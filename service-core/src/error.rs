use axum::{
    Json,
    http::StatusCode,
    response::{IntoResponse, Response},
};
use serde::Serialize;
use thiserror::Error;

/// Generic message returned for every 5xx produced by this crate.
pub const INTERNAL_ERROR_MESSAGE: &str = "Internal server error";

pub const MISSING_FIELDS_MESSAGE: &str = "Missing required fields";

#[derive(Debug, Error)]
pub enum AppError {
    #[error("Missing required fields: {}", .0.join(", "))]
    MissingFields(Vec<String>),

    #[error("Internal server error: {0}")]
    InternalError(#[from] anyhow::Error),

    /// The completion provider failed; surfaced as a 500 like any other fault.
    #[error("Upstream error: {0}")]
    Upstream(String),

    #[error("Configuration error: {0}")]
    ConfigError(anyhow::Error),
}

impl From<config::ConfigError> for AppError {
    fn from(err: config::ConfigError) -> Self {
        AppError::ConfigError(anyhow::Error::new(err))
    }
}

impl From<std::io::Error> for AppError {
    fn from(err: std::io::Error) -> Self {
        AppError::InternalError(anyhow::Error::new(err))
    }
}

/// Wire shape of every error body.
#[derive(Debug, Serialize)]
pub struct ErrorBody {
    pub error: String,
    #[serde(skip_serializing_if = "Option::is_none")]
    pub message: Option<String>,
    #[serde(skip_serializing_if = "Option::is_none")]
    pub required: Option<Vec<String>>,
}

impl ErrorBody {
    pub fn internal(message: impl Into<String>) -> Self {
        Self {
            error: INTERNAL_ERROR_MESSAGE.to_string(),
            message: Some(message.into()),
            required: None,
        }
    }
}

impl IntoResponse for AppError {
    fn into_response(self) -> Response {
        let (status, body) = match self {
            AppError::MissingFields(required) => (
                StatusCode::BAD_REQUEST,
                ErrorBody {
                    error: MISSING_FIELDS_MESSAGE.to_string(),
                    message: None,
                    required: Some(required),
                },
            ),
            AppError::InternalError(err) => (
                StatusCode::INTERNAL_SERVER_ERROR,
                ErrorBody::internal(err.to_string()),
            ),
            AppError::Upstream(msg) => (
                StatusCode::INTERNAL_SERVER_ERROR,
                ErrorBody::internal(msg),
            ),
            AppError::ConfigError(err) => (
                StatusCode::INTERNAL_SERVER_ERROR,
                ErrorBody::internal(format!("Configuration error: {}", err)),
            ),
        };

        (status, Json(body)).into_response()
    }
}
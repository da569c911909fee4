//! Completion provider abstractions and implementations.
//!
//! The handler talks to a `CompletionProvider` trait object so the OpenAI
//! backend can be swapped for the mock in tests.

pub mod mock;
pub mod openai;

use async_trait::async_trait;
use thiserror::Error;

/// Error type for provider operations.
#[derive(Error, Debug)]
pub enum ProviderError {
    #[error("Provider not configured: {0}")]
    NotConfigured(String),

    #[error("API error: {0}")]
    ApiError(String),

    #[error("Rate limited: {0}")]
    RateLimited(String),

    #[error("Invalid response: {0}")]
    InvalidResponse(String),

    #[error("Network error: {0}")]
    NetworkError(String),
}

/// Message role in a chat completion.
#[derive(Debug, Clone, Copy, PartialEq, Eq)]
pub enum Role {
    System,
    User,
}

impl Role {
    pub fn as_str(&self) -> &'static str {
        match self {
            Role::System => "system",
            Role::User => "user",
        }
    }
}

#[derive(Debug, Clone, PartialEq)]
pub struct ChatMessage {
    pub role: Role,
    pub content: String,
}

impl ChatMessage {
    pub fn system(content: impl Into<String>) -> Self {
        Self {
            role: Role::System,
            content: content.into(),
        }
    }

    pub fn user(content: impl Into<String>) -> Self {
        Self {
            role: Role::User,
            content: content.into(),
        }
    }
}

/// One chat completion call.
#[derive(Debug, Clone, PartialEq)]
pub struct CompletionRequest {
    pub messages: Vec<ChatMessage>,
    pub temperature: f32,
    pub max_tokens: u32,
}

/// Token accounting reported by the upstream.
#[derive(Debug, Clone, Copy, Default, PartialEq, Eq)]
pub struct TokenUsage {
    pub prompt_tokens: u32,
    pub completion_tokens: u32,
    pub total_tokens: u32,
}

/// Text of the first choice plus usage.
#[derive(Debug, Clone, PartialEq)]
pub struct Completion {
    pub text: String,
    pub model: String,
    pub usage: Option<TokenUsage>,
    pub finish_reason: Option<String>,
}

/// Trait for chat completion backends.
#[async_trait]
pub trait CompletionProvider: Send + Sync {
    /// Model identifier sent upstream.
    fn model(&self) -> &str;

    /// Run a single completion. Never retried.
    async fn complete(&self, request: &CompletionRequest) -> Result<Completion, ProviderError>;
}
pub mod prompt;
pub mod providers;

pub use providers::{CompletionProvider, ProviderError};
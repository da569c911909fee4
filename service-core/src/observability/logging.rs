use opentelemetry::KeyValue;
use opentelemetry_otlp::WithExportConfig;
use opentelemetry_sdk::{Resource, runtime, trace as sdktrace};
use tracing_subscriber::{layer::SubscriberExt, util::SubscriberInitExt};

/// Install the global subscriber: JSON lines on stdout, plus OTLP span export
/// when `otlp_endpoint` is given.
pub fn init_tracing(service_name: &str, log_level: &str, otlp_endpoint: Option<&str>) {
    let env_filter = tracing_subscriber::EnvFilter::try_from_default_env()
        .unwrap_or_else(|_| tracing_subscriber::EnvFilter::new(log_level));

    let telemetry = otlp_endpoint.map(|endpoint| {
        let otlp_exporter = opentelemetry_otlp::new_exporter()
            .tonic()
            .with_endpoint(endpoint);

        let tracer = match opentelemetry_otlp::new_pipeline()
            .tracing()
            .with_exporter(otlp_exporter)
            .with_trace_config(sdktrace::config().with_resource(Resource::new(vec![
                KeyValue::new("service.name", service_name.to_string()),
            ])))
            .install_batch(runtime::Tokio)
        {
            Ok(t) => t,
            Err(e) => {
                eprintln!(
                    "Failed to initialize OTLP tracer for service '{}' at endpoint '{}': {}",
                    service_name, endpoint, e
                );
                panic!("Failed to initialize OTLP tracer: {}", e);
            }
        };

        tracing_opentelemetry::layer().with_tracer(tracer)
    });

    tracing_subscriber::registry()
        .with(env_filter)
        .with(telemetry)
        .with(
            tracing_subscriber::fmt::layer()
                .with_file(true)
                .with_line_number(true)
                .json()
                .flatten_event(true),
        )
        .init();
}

——

GOAL OF THE EXERCISE
Where a line above holds the string "Some", show that line.

WRITTEN SOLUTION
            message: Some(message.into()),
                    required: Some(required),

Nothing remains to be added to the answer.